> WHAT THE TASK ASKS
In your answer, reproduce exactly the lines from the beginning of the listing below through the one containing "usize, max: usize", and only those lines.
[Opening MATERIAL TO PROCESS section]
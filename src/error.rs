//! Error types for the protocol core.
//!
//! Every fallible operation in this crate returns [`Result`], a type alias
//! around [`ProtocolError`]. Library errors (`std::io`, `serde_json`,
//! `openssl`) convert in automatically via `#[from]`; the remaining variants
//! cover packet validation, channel lifecycle, and pairing.

use thiserror::Error;

/// Result type for protocol operations.
pub type Result<T> = std::result::Result<T, ProtocolError>;

/// Errors produced by the channel, device, and manager layers.
#[derive(Error, Debug)]
pub enum ProtocolError {
    /// I/O error (file system, network, etc.).
    #[error("IO error: {0}")]
    Io(#[from] std::io::Error),

    /// JSON serialization/deserialization error.
    #[error("JSON error: {0}")]
    Json(#[from] serde_json::Error),

    /// TLS/SSL error surfaced from the certificate layer.
    #[error("TLS error: {0}")]
    Tls(#[from] openssl::ssl::Error),

    /// Certificate generation or parsing error.
    #[error("Certificate error: {0}")]
    Certificate(#[from] openssl::error::ErrorStack),

    /// Bytes that are not a JSON object.
    #[error("Invalid data: {0}")]
    InvalidData(String),

    /// JSON that does not satisfy the packet envelope.
    #[error("Malformed packet: {0}")]
    Malformed(String),

    /// A required field is absent.
    #[error("Missing field: {0}")]
    MissingField(String),

    /// A field is present but has the wrong shape.
    #[error("Invalid field: {0}")]
    InvalidField(String),

    /// Packet exceeds the buffer bound for this peer's trust level.
    #[error("Message too large: {actual} bytes (max {max})")]
    MessageTooLarge { actual: usize, max: usize },

    /// Write or read after close, or close observed mid-operation.
    #[error("Connection closed")]
    ConnectionClosed,

    /// `send_packet` with no current channel.
    #[error("Not connected")]
    NotConnected,

    /// Operation denied because the peer is not paired.
    #[error("Permission denied: {0}")]
    PermissionDenied(String),

    /// Payload transfer completed with fewer bytes than `payloadSize` promised.
    #[error("Partial input: expected {expected} bytes, got {actual}")]
    PartialInput { expected: i64, actual: i64 },

    /// Operation aborted via its cancellation token.
    #[error("Operation cancelled")]
    Cancelled,

    /// Transport does not implement the requested auxiliary operation.
    #[error("Not supported: {0}")]
    NotSupported(String),

    /// Requested device doesn't exist in the registry.
    #[error("Device not found: {0}")]
    DeviceNotFound(String),

    /// Device exists but isn't in the state the caller expected.
    #[error("Invalid state: {0}")]
    InvalidState(String),

    /// Local certificate or known-peers state could not be read or written.
    #[error("Configuration error: {0}")]
    Configuration(String),
}

impl ProtocolError {
    /// True for errors that may succeed if the caller retries, as opposed to
    /// ones that need a state change (pairing, configuration) first.
    pub fn is_recoverable(&self) -> bool {
        matches!(
            self,
            ProtocolError::Io(_) | ProtocolError::ConnectionClosed | ProtocolError::NotConnected
        )
    }
}

#[cfg(test)]
mod tests {
    use super::*;

    #[test]
    fn display_text_is_stable() {
        assert_eq!(
            ProtocolError::DeviceNotFound("abc".into()).to_string(),
            "Device not found: abc"
        );
        assert_eq!(ProtocolError::ConnectionClosed.to_string(), "Connection closed");
        assert_eq!(
            ProtocolError::MessageTooLarge { actual: 10, max: 5 }.to_string(),
            "Message too large: 10 bytes (max 5)"
        );
    }

    #[test]
    fn io_error_converts() {
        let io_err = std::io::Error::new(std::io::ErrorKind::NotFound, "nope");
        let err: ProtocolError = io_err.into();
        assert!(matches!(err, ProtocolError::Io(_)));
    }

    #[test]
    fn recoverable_classification() {
        assert!(ProtocolError::NotConnected.is_recoverable());
        assert!(!ProtocolError::PermissionDenied("x".into()).is_recoverable());
    }
}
[Closing MATERIAL TO PROCESS section]
> EXERCISE RESULT
filename src/error.rs
//! Error types for the protocol core.
//!
//! Every fallible operation in this crate returns [`Result`], a type alias
//! around [`ProtocolError`]. Library errors (`std::io`, `serde_json`,
//! `openssl`) convert in automatically via `#[from]`; the remaining variants
//! cover packet validation, channel lifecycle, and pairing.

use thiserror::Error;

/// Result type for protocol operations.
pub type Result<T> = std::result::Result<T, ProtocolError>;

/// Errors produced by the channel, device, and manager layers.
#[derive(Error, Debug)]
pub enum ProtocolError {
    /// I/O error (file system, network, etc.).
    #[error("IO error: {0}")]
    Io(#[from] std::io::Error),

    /// JSON serialization/deserialization error.
    #[error("JSON error: {0}")]
    Json(#[from] serde_json::Error),

    /// TLS/SSL error surfaced from the certificate layer.
    #[error("TLS error: {0}")]
    Tls(#[from] openssl::ssl::Error),

    /// Certificate generation or parsing error.
    #[error("Certificate error: {0}")]
    Certificate(#[from] openssl::error::ErrorStack),

    /// Bytes that are not a JSON object.
    #[error("Invalid data: {0}")]
    InvalidData(String),

    /// JSON that does not satisfy the packet envelope.
    #[error("Malformed packet: {0}")]
    Malformed(String),

    /// A required field is absent.
    #[error("Missing field: {0}")]
    MissingField(String),

    /// A field is present but has the wrong shape.
    #[error("Invalid field: {0}")]
    InvalidField(String),

    /// Packet exceeds the buffer bound for this peer's trust level.
    #[error("Message too large: {actual} bytes (max {max})")]
    MessageTooLarge { actual: usize, max: usize },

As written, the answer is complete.